If he wears the dress, I’m guessing it’s because he likes green and the sparklies make it way more fun than dumb old cotton t-shirts and such. What child doesn’t like bright colors and shiny things?
I would be hesitant to make too big a deal of this; it’s something he’ll outgrow. I would NOT hesitate to tell him that he must dress appropriately when he goes out in public and to explain why.
If he’s sashaying around in lacey undies in a few years, then it would be time to put a foot down.
LOL, perfect.
But it was also true. He had already decided. He didnt think about that anymore. And he she never looked back. She grew out her hair. She stopped telling people she was a boy in a skirt and started being a girl in a skirt instead.
And we, as a family, decided to be open and honest about it, too, celebrating her story instead of hiding it.
Two years later, our daughter still sometimes wears the green dress, for dress-up and to put on plays, as we imagined her doing in the first place. Now that she can be who she is on the inside and on the outside, on weekdays as well as on weekends, at home and everywhere else, the sparkly green dress has once again become just a costume.
It is not a new phenomenon for parents (especially mothers) who wanted to have daughters to push these sexually confusing roles on to their sons. It can have very psychologically devastating consequences. There have been multiple serial killers who later told stories of how their overbearing mothers forced them to dress in girls clothing as children.
Nope. Didn’t have the stomach for that.
I withdraw my tolerance. These people should be flogged.
Back in my day, our video games only had 8 bits, and we were damn thankful for them!
We didn’t have any “smart phones”... we only had dumb phones, and the whole family would be eavesdropping on you when you tried to talk to your friends, and then bugging you to get off when they wanted to use the internet.
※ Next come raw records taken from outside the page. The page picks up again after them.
//! The execution tree: mutable runtime tokens positioned on the graph.
//!
//! Executions live in an arena addressed by id, with parent/child links
//! stored as ids rather than object references. The whole arena serializes,
//! so a persistence collaborator can snapshot an instance at any suspension
//! point and a different worker can pick it up later.

use crate::error::EngineError;
use crate::listener::EventSource;
use serde::{Deserialize, Serialize};
use std::collections::HashMap;
use std::fmt;
use uuid::Uuid;

#[derive(Clone, Copy, Debug, PartialEq, Eq, Hash, Serialize, Deserialize)]
pub struct ExecutionId(Uuid);

impl ExecutionId {
    pub fn new() -> Self {
        Self(Uuid::now_v7())
    }
}

impl Default for ExecutionId {
    fn default() -> Self {
        Self::new()
    }
}

impl fmt::Display for ExecutionId {
    fn fmt(&self, f: &mut fmt::Formatter<'_>) -> fmt::Result {
        self.0.fmt(f)
    }
}

/// One runtime token.
///
/// Invariants: exactly one root per process instance; every non-root has
/// exactly one parent; a concurrent non-scope execution's parent is the
/// concurrent root grouping the sibling tokens of a fork.
#[derive(Clone, Debug, Serialize, Deserialize)]
pub struct ExecutionRecord {
    pub id: ExecutionId,
    pub parent: Option<ExecutionId>,
    /// Ordered children.
    pub children: Vec<ExecutionId>,
    pub activity: Option<String>,
    /// Set only while mid-transition.
    pub transition: Option<String>,
    pub is_active: bool,
    pub is_concurrent: bool,
    pub is_scope: bool,
    /// Replay cursor for the listener notification protocol.
    pub listener_index: usize,
    /// Transient, set only during listener notification.
    pub event_name: Option<String>,
    pub event_source: Option<EventSource>,
    /// Remaining entry stack while positioning the process-start token.
    pub start_stack: Vec<String>,
    /// Scope-local variables.
    pub variables: HashMap<String, serde_json::Value>,
}

impl ExecutionRecord {
    fn new(id: ExecutionId, parent: Option<ExecutionId>) -> Self {
        Self {
            id,
            parent,
            children: Vec::new(),
            activity: None,
            transition: None,
            is_active: true,
            is_concurrent: false,
            is_scope: false,
            listener_index: 0,
            event_name: None,
            event_source: None,
            start_stack: Vec::new(),
            variables: HashMap::new(),
        }
    }
}

/// All executions of one process instance.
#[derive(Clone, Debug, Serialize, Deserialize)]
pub struct ExecutionArena {
    pub process_instance_id: Uuid,
    pub definition_id: String,
    /// Set when the instance has run to completion.
    pub ended: bool,
    root: ExecutionId,
    records: HashMap<ExecutionId, ExecutionRecord>,
}

impl ExecutionArena {
    /// New instance: a single root execution, which is itself a scope.
    pub fn new(definition_id: impl Into<String>) -> Self {
        let root_id = ExecutionId::new();
        let mut root = ExecutionRecord::new(root_id, None);
        root.is_scope = true;
        let mut records = HashMap::new();
        records.insert(root_id, root);
        Self {
            process_instance_id: Uuid::now_v7(),
            definition_id: definition_id.into(),
            ended: false,
            root: root_id,
            records,
        }
    }

    pub fn root(&self) -> ExecutionId {
        self.root
    }

    pub fn len(&self) -> usize {
        self.records.len()
    }

    pub fn is_empty(&self) -> bool {
        self.records.is_empty()
    }

    pub fn contains(&self, id: ExecutionId) -> bool {
        self.records.contains_key(&id)
    }

    pub fn get(&self, id: ExecutionId) -> Result<&ExecutionRecord, EngineError> {
        self.records
            .get(&id)
            .ok_or(EngineError::UnknownExecution(id))
    }

    pub fn get_mut(&mut self, id: ExecutionId) -> Result<&mut ExecutionRecord, EngineError> {
        self.records
            .get_mut(&id)
            .ok_or(EngineError::UnknownExecution(id))
    }

    pub fn create_child(
        &mut self,
        parent: ExecutionId,
        concurrent: bool,
        scope: bool,
    ) -> Result<ExecutionId, EngineError> {
        let id = ExecutionId::new();
        let mut child = ExecutionRecord::new(id, Some(parent));
        child.is_concurrent = concurrent;
        child.is_scope = scope;
        self.get_mut(parent)?.children.push(id);
        self.records.insert(id, child);
        Ok(id)
    }

    /// Remove an execution and its whole subtree, detaching it from its
    /// parent's child list.
    pub fn remove_subtree(&mut self, id: ExecutionId) -> Result<(), EngineError> {
        let parent = self.get(id)?.parent;
        if let Some(p) = parent {
            if let Some(prec) = self.records.get_mut(&p) {
                prec.children.retain(|c| *c != id);
            }
        }
        let mut stack = vec![id];
        while let Some(next) = stack.pop() {
            if let Some(rec) = self.records.remove(&next) {
                stack.extend(rec.children);
            }
        }
        Ok(())
    }

    /// Relocate an execution one level up: out of its concurrent root's
    /// child list and into the grandparent's. Used when a concurrent
    /// non-scope token crosses a scope boundary.
    pub fn move_up(&mut self, id: ExecutionId) -> Result<ExecutionId, EngineError> {
        let parent = self
            .get(id)?
            .parent
            .ok_or(EngineError::UnknownExecution(id))?;
        let grandparent = self
            .get(parent)?
            .parent
            .ok_or(EngineError::UnknownExecution(parent))?;
        self.get_mut(parent)?.children.retain(|c| *c != id);
        self.get_mut(grandparent)?.children.push(id);
        let rec = self.get_mut(id)?;
        rec.parent = Some(grandparent);
        rec.is_concurrent = false;
        Ok(grandparent)
    }

    /// Collapse a degenerate single-child fork.
    ///
    /// If the concurrent root has exactly one remaining concurrent child:
    /// a scoped child is converted in place (stops being concurrent), a
    /// plain child has its state folded into the root and is deleted. The
    /// tree never retains a single-child fork. Returns the id of a deleted
    /// child so callers can redirect pending work at it to the root.
    pub fn prune_degenerate_fork(
        &mut self,
        root: ExecutionId,
    ) -> Result<Option<ExecutionId>, EngineError> {
        let Some(rec) = self.records.get(&root) else {
            return Ok(None);
        };
        if rec.children.len() != 1 {
            return Ok(None);
        }
        let sole = rec.children[0];
        let sole_rec = self.get(sole)?;
        if !sole_rec.is_concurrent {
            return Ok(None);
        }
        if sole_rec.is_scope {
            self.get_mut(sole)?.is_concurrent = false;
            return Ok(None);
        }
        let folded = self.get(sole)?.clone();
        let root_rec = self.get_mut(root)?;
        root_rec.activity = folded.activity;
        root_rec.transition = folded.transition;
        root_rec.is_active = folded.is_active;
        root_rec.listener_index = folded.listener_index;
        root_rec.variables.extend(folded.variables);
        self.remove_subtree(sole)?;
        Ok(Some(sole))
    }

    /// Parent absorbs the child's activity/transition pointers; the child is
    /// destroyed and removed. Used when a non-concurrent scoped execution
    /// leaves its scope.
    pub fn absorb_child(
        &mut self,
        parent: ExecutionId,
        child: ExecutionId,
    ) -> Result<(), EngineError> {
        let (activity, transition, active, cursor) = {
            let c = self.get(child)?;
            (
                c.activity.clone(),
                c.transition.clone(),
                c.is_active,
                c.listener_index,
            )
        };
        let p = self.get_mut(parent)?;
        p.activity = activity;
        p.transition = transition;
        p.is_active = active;
        p.listener_index = cursor;
        self.remove_subtree(child)
    }

    /// Tear down a concurrent scoped execution in place: its scope state is
    /// destroyed but the token stays under the same parent (the tree is
    /// already minimal).
    pub fn destroy_scope_in_place(&mut self, id: ExecutionId) -> Result<(), EngineError> {
        let rec = self.get_mut(id)?;
        rec.variables.clear();
        rec.is_scope = false;
        Ok(())
    }

    // ── Variables ──

    /// Set a variable on the nearest enclosing scope execution (including
    /// the execution itself when scoped).
    pub fn set_variable(
        &mut self,
        id: ExecutionId,
        name: impl Into<String>,
        value: serde_json::Value,
    ) -> Result<(), EngineError> {
        let mut cursor = id;
        loop {
            let rec = self.get(cursor)?;
            if rec.is_scope {
                break;
            }
            match rec.parent {
                Some(parent) => cursor = parent,
                None => break,
            }
        }
        self.get_mut(cursor)?.variables.insert(name.into(), value);
        Ok(())
    }

    pub fn set_variable_local(
        &mut self,
        id: ExecutionId,
        name: impl Into<String>,
        value: serde_json::Value,
    ) -> Result<(), EngineError> {
        self.get_mut(id)?.variables.insert(name.into(), value);
        Ok(())
    }

    pub fn get_variable(
        &self,
        id: ExecutionId,
        name: &str,
    ) -> Result<Option<serde_json::Value>, EngineError> {
        let mut cursor = Some(id);
        while let Some(c) = cursor {
            let rec = self.get(c)?;
            if let Some(v) = rec.variables.get(name) {
                return Ok(Some(v.clone()));
            }
            cursor = rec.parent;
        }
        Ok(None)
    }

    /// Merged variable view from the root down to this execution; inner
    /// scopes shadow outer ones.
    pub fn collect_variables(
        &self,
        id: ExecutionId,
    ) -> Result<HashMap<String, serde_json::Value>, EngineError> {
        let mut chain = Vec::new();
        let mut cursor = Some(id);
        while let Some(c) = cursor {
            chain.push(c);
            cursor = self.get(c)?.parent;
        }
        let mut merged = HashMap::new();
        for c in chain.into_iter().rev() {
            let rec = self.get(c)?;
            for (k, v) in &rec.variables {
                merged.insert(k.clone(), v.clone());
            }
        }
        Ok(merged)
    }
}

#[cfg(test)]
mod tests {
    use super::*;
    use serde_json::json;

    #[test]
    fn variables_shadow_outward_in() {
        let mut arena = ExecutionArena::new("p");
        let root = arena.root();
        let child = arena.create_child(root, false, true).unwrap();
        arena.set_variable_local(root, "x", json!(1)).unwrap();
        arena.set_variable_local(root, "y", json!("outer")).unwrap();
        arena.set_variable_local(child, "y", json!("inner")).unwrap();

        let merged = arena.collect_variables(child).unwrap();
        assert_eq!(merged["x"], json!(1));
        assert_eq!(merged["y"], json!("inner"));
        // Non-scope child writes land on the nearest scope.
        let leaf = arena.create_child(child, true, false).unwrap();
        arena.set_variable(leaf, "z", json!(true)).unwrap();
        assert!(arena.get(child).unwrap().variables.contains_key("z"));
        assert!(!arena.get(leaf).unwrap().variables.contains_key("z"));
    }

    #[test]
    fn prune_folds_plain_child_into_root() {
        let mut arena = ExecutionArena::new("p");
        let root = arena.root();
        let a = arena.create_child(root, true, false).unwrap();
        let b = arena.create_child(root, true, false).unwrap();
        arena.get_mut(a).unwrap().activity = Some("left".into());
        arena.get_mut(b).unwrap().activity = Some("right".into());

        // One branch leaves the fork; the survivor folds into the root.
        arena.remove_subtree(a).unwrap();
        let folded = arena.prune_degenerate_fork(root).unwrap();

        assert_eq!(folded, Some(b));
        assert_eq!(arena.len(), 1);
        let root_rec = arena.get(root).unwrap();
        assert_eq!(root_rec.activity.as_deref(), Some("right"));
        assert!(root_rec.children.is_empty());
    }

    #[test]
    fn prune_converts_scoped_child_in_place() {
        let mut arena = ExecutionArena::new("p");
        let root = arena.root();
        let a = arena.create_child(root, true, false).unwrap();
        let b = arena.create_child(root, true, true).unwrap();
        arena.remove_subtree(a).unwrap();
        assert_eq!(arena.prune_degenerate_fork(root).unwrap(), None);

        // Scoped survivor stays as a child but stops being concurrent.
        assert!(arena.contains(b));
        let b_rec = arena.get(b).unwrap();
        assert!(!b_rec.is_concurrent);
        assert!(b_rec.is_scope);
    }

    #[test]
    fn move_up_relocates_to_grandparent() {
        let mut arena = ExecutionArena::new("p");
        let root = arena.root();
        let fork_root = arena.create_child(root, false, true).unwrap();
        let token = arena.create_child(fork_root, true, false).unwrap();

        let grandparent = arena.move_up(token).unwrap();
        assert_eq!(grandparent, root);
        assert_eq!(arena.get(token).unwrap().parent, Some(root));
        assert!(arena.get(root).unwrap().children.contains(&token));
        assert!(!arena.get(fork_root).unwrap().children.contains(&token));
    }

    #[test]
    fn absorb_takes_pointers_and_drops_child() {
        let mut arena = ExecutionArena::new("p");
        let root = arena.root();
        let child = arena.create_child(root, false, true).unwrap();
        {
            let c = arena.get_mut(child).unwrap();
            c.activity = Some("inner".into());
            c.transition = Some("t9".into());
        }
        arena.absorb_child(root, child).unwrap();
        assert!(!arena.contains(child));
        let r = arena.get(root).unwrap();
        assert_eq!(r.activity.as_deref(), Some("inner"));
        assert_eq!(r.transition.as_deref(), Some("t9"));
    }

    #[test]
    fn arena_round_trips_through_serde() {
        let mut arena = ExecutionArena::new("p");
        let root = arena.root();
        arena.set_variable_local(root, "k", json!([1, 2])).unwrap();
        let json = serde_json::to_string(&arena).unwrap();
        let back: ExecutionArena = serde_json::from_str(&json).unwrap();
        assert_eq!(back.root(), root);
        assert_eq!(
            back.get_variable(root, "k").unwrap(),
            Some(json!([1, 2]))
        );
    }
}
Couldn’t send nude pics to each other either... cuz we had to take the pictures to the pharmacy to get them developed, and nobody wanted the pharmacist telling their parents they were taking nude photos! Damn kids these days don’t know how good they have it!
That was your first mistake.
Your boy was a horse? My daughter was a kitty. Not that youd know it now . . .
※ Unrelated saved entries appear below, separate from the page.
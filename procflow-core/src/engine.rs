//! The assembled process engine.
//!
//! Ties the immutable registries, the event dispatcher, and the stores
//! together behind the three entry points: start an instance, signal a
//! waiting execution, execute a continuation job.

use crate::acquisition::{JobAcquisition, JobAddedNotifier, TokioJobExecutor};
use crate::behavior::BehaviorRegistry;
use crate::config::EngineConfig;
use crate::context::CommandContext;
use crate::dispatcher::{EngineEvent, EngineEventType, EventDispatcher};
use crate::error::EngineError;
use crate::execution::{ExecutionArena, ExecutionId};
use crate::job::{
    ContinuationRequest, ContinuationScheduler, HandlerRegistry, Job, JobHandler, JobStore,
    CONTINUE_EXECUTION_HANDLER,
};
use crate::model::{DefinitionRegistry, ProcessDefinition};
use crate::operation::{Operation, OperationContext};
use crate::store::{MemoryJobStore, MemoryProcessStore, ProcessStore};
use async_trait::async_trait;
use std::collections::HashMap;
use std::sync::Arc;
use tracing::{debug, info};
use uuid::Uuid;

pub struct ProcessEngine {
    definitions: Arc<DefinitionRegistry>,
    behaviors: BehaviorRegistry,
    dispatcher: EventDispatcher,
    process_store: Arc<dyn ProcessStore>,
    job_store: Arc<dyn JobStore>,
    notifier: Arc<JobAddedNotifier>,
    config: EngineConfig,
}

pub struct ProcessEngineBuilder {
    definitions: DefinitionRegistry,
    behaviors: BehaviorRegistry,
    dispatcher: EventDispatcher,
    process_store: Option<Arc<dyn ProcessStore>>,
    job_store: Option<Arc<dyn JobStore>>,
    config: EngineConfig,
}

impl ProcessEngineBuilder {
    pub fn new(definitions: DefinitionRegistry) -> Self {
        Self {
            definitions,
            behaviors: BehaviorRegistry::standard(),
            dispatcher: EventDispatcher::default(),
            process_store: None,
            job_store: None,
            config: EngineConfig::default(),
        }
    }

    pub fn behaviors(mut self, behaviors: BehaviorRegistry) -> Self {
        self.behaviors = behaviors;
        self
    }

    pub fn dispatcher(mut self, dispatcher: EventDispatcher) -> Self {
        self.dispatcher = dispatcher;
        self
    }

    pub fn process_store(mut self, store: Arc<dyn ProcessStore>) -> Self {
        self.process_store = Some(store);
        self
    }

    pub fn job_store(mut self, store: Arc<dyn JobStore>) -> Self {
        self.job_store = Some(store);
        self
    }

    pub fn config(mut self, config: EngineConfig) -> Self {
        self.config = config;
        self
    }

    pub fn build(self) -> ProcessEngine {
        let retry_delay = self.config.retry_delay();
        ProcessEngine {
            definitions: Arc::new(self.definitions),
            behaviors: self.behaviors,
            dispatcher: self.dispatcher,
            process_store: self
                .process_store
                .unwrap_or_else(|| Arc::new(MemoryProcessStore::new())),
            job_store: self
                .job_store
                .unwrap_or_else(|| Arc::new(MemoryJobStore::with_retry_delay(retry_delay))),
            notifier: Arc::new(JobAddedNotifier::new()),
            config: self.config,
        }
    }
}

impl ProcessEngine {
    pub fn builder(definitions: DefinitionRegistry) -> ProcessEngineBuilder {
        ProcessEngineBuilder::new(definitions)
    }

    pub fn config(&self) -> &EngineConfig {
        &self.config
    }

    pub fn notifier(&self) -> Arc<JobAddedNotifier> {
        self.notifier.clone()
    }

    pub fn job_store(&self) -> Arc<dyn JobStore> {
        self.job_store.clone()
    }

    pub fn definitions(&self) -> &DefinitionRegistry {
        &self.definitions
    }

    /// Current state of an instance, as last persisted.
    pub async fn instance(&self, id: Uuid) -> Result<Option<ExecutionArena>, EngineError> {
        Ok(self.process_store.load(id).await?)
    }

    /// Start a new instance and run it until every token has either ended
    /// or parked at a wait state or async boundary.
    pub async fn start_process_instance(
        &self,
        definition_id: &str,
        variables: HashMap<String, serde_json::Value>,
        command: &CommandContext,
    ) -> Result<Uuid, EngineError> {
        let def = self.definitions.get(definition_id)?;
        let mut arena = ExecutionArena::new(definition_id);
        let root = arena.root();
        arena.get_mut(root)?.variables = variables;
        let instance = arena.process_instance_id;
        info!(definition = %definition_id, instance = %instance, "starting process instance");

        self.run_ops(def.as_ref(), &mut arena, None, root, Operation::ProcessStart, command)
            .await?;
        self.process_store.save(&arena).await?;
        Ok(instance)
    }

    /// Wake an execution waiting at its current activity.
    pub async fn signal(
        &self,
        process_instance_id: Uuid,
        execution_id: ExecutionId,
        signal: Option<&str>,
        command: &CommandContext,
    ) -> Result<(), EngineError> {
        let mut arena = self
            .process_store
            .load(process_instance_id)
            .await?
            .ok_or(EngineError::UnknownInstance(process_instance_id))?;
        let def = self.definitions.get(&arena.definition_id)?;
        let activity_id = arena
            .get(execution_id)?
            .activity
            .clone()
            .ok_or(EngineError::NoCurrentActivity(execution_id))?;
        let behavior = self.behaviors.get(&def.activity(&activity_id)?.behavior)?;
        debug!(instance = %process_instance_id, execution = %execution_id, activity = %activity_id, "signalling execution");

        {
            let mut ctx = self.context(def.as_ref(), &mut arena, None, command);
            behavior.signal(&mut ctx, execution_id, signal).await?;
            ctx.drain().await?;
        }
        self.process_store.save(&arena).await?;
        Ok(())
    }

    /// Run one continuation job: resume its execution past the async
    /// boundary it parked at.
    pub async fn execute_job(&self, job: &Job, command: &CommandContext) -> Result<(), EngineError> {
        let execution = job.execution_id.ok_or_else(|| {
            EngineError::Other(anyhow::anyhow!("job {} carries no execution", job.id))
        })?;
        let mut arena = self
            .process_store
            .load(job.process_instance_id)
            .await?
            .ok_or(EngineError::UnknownInstance(job.process_instance_id))?;
        let def = self.definitions.get(&arena.definition_id)?;
        debug!(job = %job.id, execution = %execution, "executing continuation job");

        self.run_ops(
            def.as_ref(),
            &mut arena,
            Some(execution),
            execution,
            Operation::ActivityExecute,
            command,
        )
        .await?;
        self.process_store.save(&arena).await?;
        self.dispatcher.dispatch(
            &EngineEvent::new(EngineEventType::JobExecuted)
                .definition(def.id.clone())
                .instance(job.process_instance_id)
                .execution(execution)
                .entity(serde_json::json!({ "job_id": job.id })),
            command,
            Some(&self.definitions),
        )?;
        Ok(())
    }

    /// Acquisition coordinator wired to this engine's stores, with the
    /// continuation handler registered.
    pub fn job_acquisition(self: &Arc<Self>, owner: impl Into<String>) -> JobAcquisition {
        let owner = owner.into();
        let mut handlers = HandlerRegistry::default();
        handlers.register(
            CONTINUE_EXECUTION_HANDLER,
            Arc::new(ContinuationJobHandler::new(self.clone())),
        );
        let executor = Arc::new(TokioJobExecutor::new(
            Arc::new(handlers),
            self.job_store.clone(),
            owner.clone(),
            self.config.worker_slots,
        ));
        JobAcquisition::new(
            self.job_store.clone(),
            executor,
            self.notifier.clone(),
            self.config.clone(),
            owner,
        )
    }

    fn context<'a>(
        &'a self,
        def: &'a ProcessDefinition,
        arena: &'a mut ExecutionArena,
        resumed: Option<ExecutionId>,
        command: &'a CommandContext,
    ) -> OperationContext<'a> {
        let mut ctx = OperationContext::new(def, &self.behaviors, &self.dispatcher, command, arena)
            .with_definitions(&self.definitions)
            .with_continuations(self)
            .with_stuck_policy(self.config.stuck_policy)
            .with_max_steps(self.config.max_steps);
        if let Some(resumed) = resumed {
            ctx = ctx.with_resumed(resumed);
        }
        ctx
    }

    async fn run_ops(
        &self,
        def: &ProcessDefinition,
        arena: &mut ExecutionArena,
        resumed: Option<ExecutionId>,
        execution: ExecutionId,
        op: Operation,
        command: &CommandContext,
    ) -> Result<(), EngineError> {
        let mut ctx = self.context(def, arena, resumed, command);
        ctx.run(execution, op).await
    }
}

#[async_trait]
impl ContinuationScheduler for ProcessEngine {
    async fn schedule(&self, request: ContinuationRequest) -> anyhow::Result<()> {
        let mut job = Job::continuation(&request);
        job.retries = self.config.max_job_retries;
        let event = EngineEvent::new(EngineEventType::JobScheduled)
            .definition(request.definition_id.clone())
            .instance(request.process_instance_id)
            .execution(request.execution_id)
            .entity(serde_json::json!({
                "job_id": job.id,
                "activity_id": request.activity_id,
            }));
        self.job_store.schedule(job).await?;
        self.dispatcher.dispatch(
            &event,
            &CommandContext::new().with_definition(request.definition_id),
            Some(&self.definitions),
        )?;
        self.notifier.job_added();
        Ok(())
    }
}

/// Runs continuation jobs by handing them back to the engine.
pub struct ContinuationJobHandler {
    engine: Arc<ProcessEngine>,
}

impl ContinuationJobHandler {
    pub fn new(engine: Arc<ProcessEngine>) -> Self {
        Self { engine }
    }
}

#[async_trait]
impl JobHandler for ContinuationJobHandler {
    async fn execute(&self, job: &Job) -> anyhow::Result<()> {
        self.engine.execute_job(job, &CommandContext::new()).await?;
        Ok(())
    }
}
This is the most vile, filthy propaganda of the left. They are advocating the worst kind of child abuse.
“At the end of that first week, when he was going to bed on Friday night, he was upset about something weepy, cranky and irritable. He couldnt or wouldnt tell me what the problem was. His eyes were wet, his fists balled, his face stormy.”
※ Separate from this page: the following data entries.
//! Background Tasks Module
//!
//! Work that runs off the caller's thread.
//!
//! # Tasks
//! - Maintenance: trims the cache to its byte budget and compacts the journal
//! - Asynchronous open: replays the journal on Tokio's blocking pool

mod maintenance;
mod open;

pub(crate) use maintenance::{spawn_maintenance_worker, MaintenanceQueue};
pub use open::PendingCache;
pub(crate) use open::spawn_open;
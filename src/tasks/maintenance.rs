//! Maintenance Task
//!
//! Single background worker that trims the cache to size and rebuilds the
//! journal when it has accumulated too many redundant lines.
//!
//! Requests go through a channel with room for one pending request. While a
//! request is pending, further requests are collapsed into it, so a burst
//! of commits costs at most one extra pass.

use std::io;
use std::sync::Weak;
use std::thread::{self, JoinHandle};

use crossbeam_channel::{Receiver, Sender, TrySendError};
use tracing::{debug, info, warn};

use crate::cache::Inner;

const WORKER_NAME: &str = "journal-cache-maintenance";

// == Maintenance Queue ==
/// Sending half of the maintenance channel, owned by the cache.
#[derive(Debug)]
pub(crate) struct MaintenanceQueue {
    sender: Sender<()>,
}

impl MaintenanceQueue {
    /// Creates the queue and the receiver the worker consumes.
    pub(crate) fn new() -> (Self, Receiver<()>) {
        let (sender, receiver) = crossbeam_channel::bounded(1);
        (Self { sender }, receiver)
    }

    /// Asks the worker for a pass. Never blocks.
    pub(crate) fn request(&self) {
        match self.sender.try_send(()) {
            Ok(()) => {}
            Err(TrySendError::Full(())) => {
                debug!("Maintenance already pending, request collapsed");
            }
            Err(TrySendError::Disconnected(())) => {
                debug!("Maintenance worker has exited");
            }
        }
    }
}

/// Spawns the worker thread serving `requests`.
///
/// The worker only holds a weak reference to the cache; it exits once the
/// cache is dropped and the channel disconnects.
pub(crate) fn spawn_maintenance_worker(
    cache: Weak<Inner>,
    requests: Receiver<()>,
) -> io::Result<JoinHandle<()>> {
    thread::Builder::new()
        .name(WORKER_NAME.to_string())
        .spawn(move || {
            debug!("Maintenance worker started");

            for () in requests.iter() {
                let Some(inner) = cache.upgrade() else {
                    break;
                };
                match inner.run_maintenance() {
                    Ok(report) if report.evicted > 0 || report.rebuilt => {
                        info!(
                            "Maintenance: evicted {} entries, journal rebuilt: {}",
                            report.evicted, report.rebuilt
                        );
                    }
                    Ok(_) => debug!("Maintenance: nothing to do"),
                    Err(err) => warn!("Maintenance pass failed: {}", err),
                }
            }

            debug!("Maintenance worker stopped");
        })
}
His mom put him in this situation. And his father did nothing to stop it. Over and over her SON told her he didn’t know when presented with options between acting like a boy or girl, but his mom steered him into the choices which he never should have been asked to make. It’s munchausen by proxy.
Two years later they have declared their son to be their daughter. Don’t know if they started hormones or castrated him yet. But the sickos at the NYT would have no problem with them doing either of those. None.
Inmates running the asylum.
And the rest of the story is..................? What happens when this ‘girl’ reaches puberty, and secondary masculine characteristics take place in his body? Hard to masquerade as a female then.